Juan se tumbó cabeza arriba y me instó a sentarme sobre su vientre. Mirando a sus piernas coloqué su verga entre las mías. Presionándola sobre mi sexo la masajeaba humedeciéndola con mi saliva. Su cabeza erguida se posaba en mi vientre por encima de mi ombligo. Levanté mis nalgas colocándola en la entrada de mi sexo dejándome caer sin compasión sobre ella . Una sensación de desgarro me inundó y comencé a cabalgar furiosamente la estaca que me empalaba. Quique intentaba recuperar la erección masturbándose sin perder detalle del cuadro. Mi instinto se había desbordado y mi sed de placer se mostraba infinita. El sudor y el cansancio se fundían con los orgasmos que sobrevenían incontrolables.

En medio de la vorágine acerté a ver la figura de mi marido en la puerta del dormitorio observándome en estado pétreo. Pero no era capaz de parar aquella catarata de placer que me envolvía. Sus ojos me recorrían descubriendo cotas de satisfacción en mi, que ni en sus mas obscenos sueños él había logrado ni siquiera acercarme. Y yo no podía detener la experiencia que estaba viviendo y que posiblemente no podría repetir.
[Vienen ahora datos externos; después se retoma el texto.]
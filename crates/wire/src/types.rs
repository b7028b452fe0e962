//! Message-type space.
//!
//! Types are grouped by high byte: 0x00 connection, 0x01 relay, 0x02 user,
//! 0x03 profile/group management, 0x04 media, 0x05 system.

use crate::{Result, WireError};

#[derive(Debug, Clone, Copy, PartialEq, Eq, Hash)]
#[repr(u16)]
pub enum MessageType {
    // 0x00xx connection
    Handshake = 0x0001,
    HandshakeAck = 0x0002,
    Ping = 0x0003,
    Pong = 0x0004,
    Disconnect = 0x0005,

    // 0x01xx relay
    RelayForward = 0x0100,
    RelayAck = 0x0101,
    RelayError = 0x0102,

    // 0x02xx user
    DirectMessage = 0x0200,
    GroupMessage = 0x0201,
    TypingIndicator = 0x0202,
    ReadReceipt = 0x0203,
    Presence = 0x0204,

    // 0x03xx profile / group management
    ProfileUpdate = 0x0300,
    GroupUpdate = 0x0301,

    // 0x04xx media
    MediaChunk = 0x0400,

    // 0x05xx system
    SystemError = 0x0500,
    Ack = 0x0501,
    Nack = 0x0502,
}

impl MessageType {
    pub fn to_u16(self) -> u16 {
        self as u16
    }

    pub fn from_u16(v: u16) -> Result<Self> {
        let t = match v {
            0x0001 => Self::Handshake,
            0x0002 => Self::HandshakeAck,
            0x0003 => Self::Ping,
            0x0004 => Self::Pong,
            0x0005 => Self::Disconnect,
            0x0100 => Self::RelayForward,
            0x0101 => Self::RelayAck,
            0x0102 => Self::RelayError,
            0x0200 => Self::DirectMessage,
            0x0201 => Self::GroupMessage,
            0x0202 => Self::TypingIndicator,
            0x0203 => Self::ReadReceipt,
            0x0204 => Self::Presence,
            0x0300 => Self::ProfileUpdate,
            0x0301 => Self::GroupUpdate,
            0x0400 => Self::MediaChunk,
            0x0500 => Self::SystemError,
            0x0501 => Self::Ack,
            0x0502 => Self::Nack,
            other => return Err(WireError::UnknownType(other)),
        };
        Ok(t)
    }

    /// Keepalive and already-onion-wrapped forwards must never be padded.
    pub fn allows_padding(self) -> bool {
        !matches!(self, Self::Ping | Self::Pong | Self::RelayForward)
    }
}

#[cfg(test)]
mod tests {
    use super::*;

    const ALL: &[MessageType] = &[
        MessageType::Handshake,
        MessageType::HandshakeAck,
        MessageType::Ping,
        MessageType::Pong,
        MessageType::Disconnect,
        MessageType::RelayForward,
        MessageType::RelayAck,
        MessageType::RelayError,
        MessageType::DirectMessage,
        MessageType::GroupMessage,
        MessageType::TypingIndicator,
        MessageType::ReadReceipt,
        MessageType::Presence,
        MessageType::ProfileUpdate,
        MessageType::GroupUpdate,
        MessageType::MediaChunk,
        MessageType::SystemError,
        MessageType::Ack,
        MessageType::Nack,
    ];

    #[test]
    fn test_u16_roundtrip() {
        for t in ALL {
            assert_eq!(MessageType::from_u16(t.to_u16()).unwrap(), *t);
        }
    }

    #[test]
    fn test_unknown_type_rejected() {
        assert!(matches!(
            MessageType::from_u16(0x7777),
            Err(WireError::UnknownType(0x7777))
        ));
    }

    #[test]
    fn test_type_space_grouping() {
        assert_eq!(MessageType::Handshake.to_u16() >> 8, 0x00);
        assert_eq!(MessageType::RelayForward.to_u16() >> 8, 0x01);
        assert_eq!(MessageType::DirectMessage.to_u16() >> 8, 0x02);
        assert_eq!(MessageType::ProfileUpdate.to_u16() >> 8, 0x03);
        assert_eq!(MessageType::MediaChunk.to_u16() >> 8, 0x04);
        assert_eq!(MessageType::Ack.to_u16() >> 8, 0x05);
    }

    #[test]
    fn test_padding_exclusions() {
        assert!(!MessageType::Ping.allows_padding());
        assert!(!MessageType::Pong.allows_padding());
        assert!(!MessageType::RelayForward.allows_padding());
        assert!(MessageType::DirectMessage.allows_padding());
    }
}
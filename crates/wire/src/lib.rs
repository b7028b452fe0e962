//! ZenTalk Wire Protocol
//!
//! Fixed 32-byte framing header, typed big-endian payload codecs, fixed-cell
//! and random padding, and async frame I/O helpers. Everything on the wire is
//! big-endian; variable-length fields carry a u32 length prefix.

mod codec;
mod framing;
mod header;
mod padding;
mod payloads;
mod types;

pub use codec::*;
pub use framing::*;
pub use header::*;
pub use padding::*;
pub use payloads::*;
pub use types::*;
//! Per-peer ordered delivery.
//!
//! Sequence numbers start at 1 and increase by one per sent message. The
//! receiver delivers strictly in order: ahead-of-expected arrivals are
//! buffered, stale or repeated sequence numbers are dropped as duplicates
//! (the caller still acknowledges them), and delivering the expected message
//! drains any consecutive buffered run behind it.

use std::collections::BTreeMap;

use zentalk_wire::DirectMessage;

/// Result of offering a received message to the sequencer
#[derive(Debug, PartialEq, Eq)]
pub enum SequenceOutcome {
    /// Deliver these messages to the application, in order
    Deliver(Vec<DirectMessage>),
    /// Ahead of the expected sequence; parked
    Buffered,
    /// Stale or already seen; drop (but still acknowledge)
    Duplicate,
}

/// Ordering state for one peer
pub struct PeerSequencer {
    next_send: u64,
    expected_recv: u64,
    buffered: BTreeMap<u64, DirectMessage>,
}

impl PeerSequencer {
    pub fn new() -> Self {
        Self {
            next_send: 1,
            expected_recv: 1,
            buffered: BTreeMap::new(),
        }
    }

    /// Allocate the next outgoing sequence number
    pub fn allocate_send(&mut self) -> u64 {
        let seq = self.next_send;
        self.next_send += 1;
        seq
    }

    pub fn expected(&self) -> u64 {
        self.expected_recv
    }

    pub fn buffered_len(&self) -> usize {
        self.buffered.len()
    }

    /// Offer a received message for ordered delivery
    pub fn offer(&mut self, message: DirectMessage) -> SequenceOutcome {
        let seq = message.sequence;

        if seq < self.expected_recv {
            return SequenceOutcome::Duplicate;
        }

        if seq > self.expected_recv {
            if self.buffered.contains_key(&seq) {
                return SequenceOutcome::Duplicate;
            }
            self.buffered.insert(seq, message);
            return SequenceOutcome::Buffered;
        }

        // seq == expected: deliver it plus any consecutive run behind it
        let mut out = vec![message];
        self.expected_recv += 1;
        while let Some(next) = self.buffered.remove(&self.expected_recv) {
            out.push(next);
            self.expected_recv += 1;
        }
        SequenceOutcome::Deliver(out)
    }
}

impl Default for PeerSequencer {
    fn default() -> Self {
        Self::new()
    }
}

#[cfg(test)]
mod tests {
    use super::*;
    use zentalk_core::{Address, ContentType, MessageId};

    fn msg(seq: u64) -> DirectMessage {
        DirectMessage {
            from: Address([1u8; 20]),
            to: Address([2u8; 20]),
            timestamp_ms: 0,
            sequence: seq,
            content_type: ContentType::Text,
            reply_to: MessageId::ZERO,
            content: format!("m{seq}").into_bytes(),
            signature: vec![],
        }
    }

    fn delivered(outcome: SequenceOutcome) -> Vec<u64> {
        match outcome {
            SequenceOutcome::Deliver(msgs) => msgs.iter().map(|m| m.sequence).collect(),
            _ => vec![],
        }
    }

    #[test]
    fn test_allocate_send_monotonic() {
        let mut seq = PeerSequencer::new();
        assert_eq!(seq.allocate_send(), 1);
        assert_eq!(seq.allocate_send(), 2);
        assert_eq!(seq.allocate_send(), 3);
    }

    #[test]
    fn test_in_order_delivery() {
        let mut seq = PeerSequencer::new();
        assert_eq!(delivered(seq.offer(msg(1))), vec![1]);
        assert_eq!(delivered(seq.offer(msg(2))), vec![2]);
        assert_eq!(seq.expected(), 3);
    }

    #[test]
    fn test_out_of_order_buffers_then_drains() {
        // Arrival order 1, 3, 2, 5, 4 → delivery order 1..=5
        let mut seq = PeerSequencer::new();

        assert_eq!(delivered(seq.offer(msg(1))), vec![1]);
        assert_eq!(seq.offer(msg(3)), SequenceOutcome::Buffered);
        assert_eq!(delivered(seq.offer(msg(2))), vec![2, 3]);
        assert_eq!(seq.offer(msg(5)), SequenceOutcome::Buffered);
        assert_eq!(delivered(seq.offer(msg(4))), vec![4, 5]);
        assert_eq!(seq.expected(), 6);
        assert_eq!(seq.buffered_len(), 0);
    }

    #[test]
    fn test_duplicate_after_delivery_dropped() {
        let mut seq = PeerSequencer::new();
        seq.offer(msg(1));
        seq.offer(msg(2));
        seq.offer(msg(3));
        assert_eq!(seq.offer(msg(3)), SequenceOutcome::Duplicate);
        assert_eq!(seq.offer(msg(1)), SequenceOutcome::Duplicate);
    }

    #[test]
    fn test_duplicate_while_buffered_dropped() {
        let mut seq = PeerSequencer::new();
        assert_eq!(seq.offer(msg(5)), SequenceOutcome::Buffered);
        assert_eq!(seq.offer(msg(5)), SequenceOutcome::Duplicate);
        assert_eq!(seq.buffered_len(), 1);
    }

    #[test]
    fn test_gap_never_delivers_early() {
        let mut seq = PeerSequencer::new();
        assert_eq!(seq.offer(msg(2)), SequenceOutcome::Buffered);
        assert_eq!(seq.offer(msg(3)), SequenceOutcome::Buffered);
        assert_eq!(seq.expected(), 1);
        assert_eq!(delivered(seq.offer(msg(1))), vec![1, 2, 3]);
    }
}
use serde::{Deserialize, Serialize};

use crate::{unix_now, Address, NodeId};

/// Self-published description of a relay node, stored in the DHT under
/// `SHA-256(address)` as a signed entry with a 24-hour TTL.
#[derive(Debug, Clone, PartialEq, Serialize, Deserialize)]
pub struct RelayDescriptor {
    pub address: Address,
    /// host:port the relay accepts peer connections on
    pub endpoint: String,
    /// RSA public key, PEM encoded
    pub public_key: String,
    pub region: String,
    pub operator: String,
    pub version: String,
    pub max_connections: u32,
    pub uptime_seconds: u64,
    /// Unix seconds when the descriptor was produced
    pub last_seen: u64,
    pub latency_ms: u32,
    /// Observed packet loss in [0, 1]
    pub packet_loss: f64,
    /// Observed reliability in [0, 1]
    pub reliability: f64,
}

impl RelayDescriptor {
    /// DHT key the descriptor is published under
    pub fn dht_key(&self) -> NodeId {
        self.address.dht_key()
    }

    /// Age of the descriptor in seconds
    pub fn age_secs(&self) -> u64 {
        unix_now().saturating_sub(self.last_seen)
    }

    pub fn to_json(&self) -> serde_json::Result<Vec<u8>> {
        serde_json::to_vec(self)
    }

    pub fn from_json(bytes: &[u8]) -> serde_json::Result<Self> {
        serde_json::from_slice(bytes)
    }
}

#[cfg(test)]
mod tests {
    use super::*;

    fn descriptor() -> RelayDescriptor {
        RelayDescriptor {
            address: Address([9u8; 20]),
            endpoint: "relay.example.net:9470".to_string(),
            public_key: "-----BEGIN PUBLIC KEY-----\n...\n-----END PUBLIC KEY-----\n".to_string(),
            region: "eu".to_string(),
            operator: "op-one".to_string(),
            version: "0.1.0".to_string(),
            max_connections: 512,
            uptime_seconds: 86_400,
            last_seen: unix_now(),
            latency_ms: 40,
            packet_loss: 0.01,
            reliability: 0.99,
        }
    }

    #[test]
    fn test_descriptor_json_roundtrip() {
        let d = descriptor();
        let bytes = d.to_json().unwrap();
        let restored = RelayDescriptor::from_json(&bytes).unwrap();
        assert_eq!(d, restored);
    }

    #[test]
    fn test_dht_key_matches_address_hash() {
        let d = descriptor();
        assert_eq!(d.dht_key(), d.address.dht_key());
    }

    #[test]
    fn test_fresh_descriptor_has_small_age() {
        assert!(descriptor().age_secs() < 5);
    }
}
//! Relay lifecycle: registration, keepalive, offline queueing across a
//! disconnect, and error reporting.

use std::time::Duration;

use tokio::net::TcpStream;
use zentalk_core::{unix_now, Address, ClientType};
use zentalk_crypto::{RsaKeypair, SigningKeypair};
use zentalk_onion::{build, OnionHop};
use zentalk_relay::{RelayConfig, RelayNode, ERR_PEEL_FAILED};
use zentalk_wire::{
    read_frame, write_frame, Frame, FrameFlags, Handshake, MessageType, RelayError, VERSION,
};

async fn spawn_relay() -> RelayNode {
    let config = RelayConfig {
        listen_addr: "127.0.0.1:0".parse().unwrap(),
        ..Default::default()
    };
    let node = RelayNode::new(
        config,
        SigningKeypair::generate(),
        RsaKeypair::generate().unwrap(),
        None,
    );
    node.serve().await.unwrap();
    node
}

async fn connect_user(relay: &RelayNode, address: Address) -> TcpStream {
    let mut stream = TcpStream::connect(relay.bound_addr().unwrap()).await.unwrap();
    let handshake = Handshake {
        version: VERSION,
        address,
        public_key: b"PEM".to_vec(),
        client_type: ClientType::User,
        timestamp: unix_now(),
        signature: vec![],
    };
    write_frame(
        &mut stream,
        &Frame::new(MessageType::Handshake, FrameFlags::empty(), handshake.encode()),
    )
    .await
    .unwrap();
    let ack = read_frame(&mut stream).await.unwrap();
    assert_eq!(ack.header.msg_type, MessageType::HandshakeAck);
    stream
}

fn relay_hop(relay: &RelayNode) -> OnionHop {
    OnionHop {
        address: relay.address(),
        public_key: zentalk_crypto::public_key_from_pem(&relay.public_key_pem().unwrap())
            .unwrap(),
    }
}

#[tokio::test(flavor = "multi_thread")]
async fn registration_lifecycle() {
    let relay = spawn_relay().await;
    let user = Address([1u8; 20]);

    assert!(!relay.peers().is_connected(&user));
    let stream = connect_user(&relay, user).await;
    tokio::time::sleep(Duration::from_millis(50)).await;
    assert!(relay.peers().is_connected(&user));

    // Dropping the socket removes the peer
    drop(stream);
    tokio::time::sleep(Duration::from_millis(200)).await;
    assert!(!relay.peers().is_connected(&user));
}

#[tokio::test(flavor = "multi_thread")]
async fn offline_messages_drain_in_fifo_order_on_reconnect() {
    let relay = spawn_relay().await;
    let sender_addr = Address([1u8; 20]);
    let offline_addr = Address([7u8; 20]);

    let mut sender = connect_user(&relay, sender_addr).await;

    for i in 0u8..3 {
        let onion = build(
            &[relay_hop(&relay)],
            offline_addr,
            format!("queued-{i}").into_bytes(),
        )
        .unwrap();
        write_frame(
            &mut sender,
            &Frame::new(MessageType::RelayForward, FrameFlags::empty(), onion),
        )
        .await
        .unwrap();
    }

    tokio::time::sleep(Duration::from_millis(200)).await;
    assert_eq!(relay.queue().len(), 3);

    // Reconnect: all three arrive, oldest first, and the queue empties
    let mut recipient = connect_user(&relay, offline_addr).await;
    for i in 0u8..3 {
        let frame = tokio::time::timeout(Duration::from_secs(5), read_frame(&mut recipient))
            .await
            .expect("drained message must arrive")
            .unwrap();
        assert_eq!(frame.payload, format!("queued-{i}").into_bytes());
    }

    tokio::time::sleep(Duration::from_millis(100)).await;
    assert_eq!(relay.queue().len(), 0);
}

#[tokio::test(flavor = "multi_thread")]
async fn ping_keeps_the_connection_alive() {
    let relay = spawn_relay().await;
    let mut stream = connect_user(&relay, Address([1u8; 20])).await;

    for _ in 0..3 {
        let ping = Frame::new(MessageType::Ping, FrameFlags::empty(), vec![]);
        write_frame(&mut stream, &ping).await.unwrap();
        let pong = read_frame(&mut stream).await.unwrap();
        assert_eq!(pong.header.msg_type, MessageType::Pong);
        assert_eq!(pong.header.message_id, ping.header.message_id);
    }
}

#[tokio::test(flavor = "multi_thread")]
async fn garbage_forward_yields_relay_error_not_disconnect() {
    let relay = spawn_relay().await;
    let mut stream = connect_user(&relay, Address([1u8; 20])).await;

    write_frame(
        &mut stream,
        &Frame::new(MessageType::RelayForward, FrameFlags::empty(), vec![0u8; 64]),
    )
    .await
    .unwrap();

    let reply = read_frame(&mut stream).await.unwrap();
    assert_eq!(reply.header.msg_type, MessageType::RelayError);
    let error = RelayError::decode(&reply.payload).unwrap();
    assert_eq!(error.error_code, ERR_PEEL_FAILED);

    // The connection survives the bad forward
    let ping = Frame::new(MessageType::Ping, FrameFlags::empty(), vec![]);
    write_frame(&mut stream, &ping).await.unwrap();
    assert_eq!(
        read_frame(&mut stream).await.unwrap().header.msg_type,
        MessageType::Pong
    );
}
//! ZenTalk Core Types
//!
//! This crate defines the fundamental data structures used throughout ZenTalk:
//! node identifiers with the XOR metric, subscriber addresses, contacts,
//! relay descriptors, and the shared constants every subsystem plugs into.

pub mod config;
mod contact;
mod descriptor;
mod error;
mod node_id;
mod types;

pub use contact::*;
pub use descriptor::*;
pub use error::*;
pub use node_id::*;
pub use types::*;
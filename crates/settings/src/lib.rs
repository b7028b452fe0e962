//! ZenTalk Settings
//!
//! JSON settings with serde defaults: load from the default path or an
//! explicit one, save back, and fall back to defaults when no file exists.

mod config;

pub use config::*;

use std::path::PathBuf;

use thiserror::Error;

#[derive(Error, Debug)]
pub enum SettingsError {
    #[error("Failed to read settings: {0}")]
    ReadError(std::io::Error),

    #[error("Failed to write settings: {0}")]
    WriteError(std::io::Error),

    #[error("Failed to create settings directory: {0}")]
    CreateDirError(std::io::Error),

    #[error("Failed to parse settings: {0}")]
    ParseError(serde_json::Error),
}

pub type Result<T> = std::result::Result<T, SettingsError>;

/// Default settings location: `~/.zentalk/settings.json`
pub fn default_settings_path() -> PathBuf {
    let home = std::env::var_os("HOME")
        .map(PathBuf::from)
        .unwrap_or_else(|| PathBuf::from("."));
    home.join(".zentalk").join("settings.json")
}

/// Default data directory: `~/.zentalk`
pub fn default_data_dir() -> PathBuf {
    let home = std::env::var_os("HOME")
        .map(PathBuf::from)
        .unwrap_or_else(|| PathBuf::from("."));
    home.join(".zentalk")
}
Los chicos no se habían percatado de la presencia de Luis y continuaban inmersos en nuestro juego. Juan decidió abandonar la cálida morada que ocupaba y me atrajo hacia si tomándome de los pechos. Quedé tendida sobre él mirando el techo. Su pene , ya liberado de su prisión, lo tomó Quique ante mi sorpresa lamiendo y recorriéndolo con su saliva. Juan tomó mis piernas por las corvas y las levantó hasta que mis rodillas toparon con mi pecho. Quique colocó la enorme verga de Juan en mi ano mientras continuaba masturbándolo. La cabeza comenzó a abrirse paso en mi estrechez. Quique untaba con mis jugos la colosal herramienta que comenzaba a taladrarme. El miedo y el dolor se apoderaban de mi. Mi marido continuaba observando la escena aturdido y sorprendido por mi actitud, e imagino también que por el monumental pene que me estaba sodomizando. Las caderas de Juan comenzaron a moverse acentuando la presión y llenando lenta pero inexorablemente mi culo con su aparato. El dolor se hacía insoportable. Sólo la presencia de mi marido observando cómo era sometida en una forma en que él no había logrado tomarme, y por un rabo que él hubiera soñado tener, mantenía mi excitación y el morbo suficiente para continuar sufriendo el dolor que me estaba infringiendo Juan. Pero el dolor estaba dejando paso a nuevas sensaciones. A medida que mi recto se acoplaba a su herramienta, placeres nuevos emergían de mis entrañas. Quique aprovechó mi posición para colocarse sobre mi y penetrarme por delante con ánimos renovados. Los movimientos acompasados de los chicos llenaban y vaciaban alternativamente mis cavidades logrando sumirme en un profundo orgasmo que no tenía fin. La verga de Juan se tensaba a medida que mis gritos llenaban la habitación. Ambos salieron de mí en el momento que sus descargas afloraban. Quique lanzó sobre mi vientre su semilla convulsionándose y aullando mientras descargaba. La polla de Juan, apoyada sobre mi sexo apuntaba al techo lanzado interminables borbotones de lava blanca que se depositaban sobre mi vello. Luis había abandonado su estado catatónico y se masturbaba excitado ante la escena.

Los chicos abandonaron el apartamento no sin antes despedirse de mí, y agradecerme la maravillosa tarde que habíamos vivido. Saludaron con un gesto corto a Luis que los dejó marchar sin levantar la mirada.

Lo que sucedió entre mi marido y yo es otra historia que, de momento, no viene al caso contar.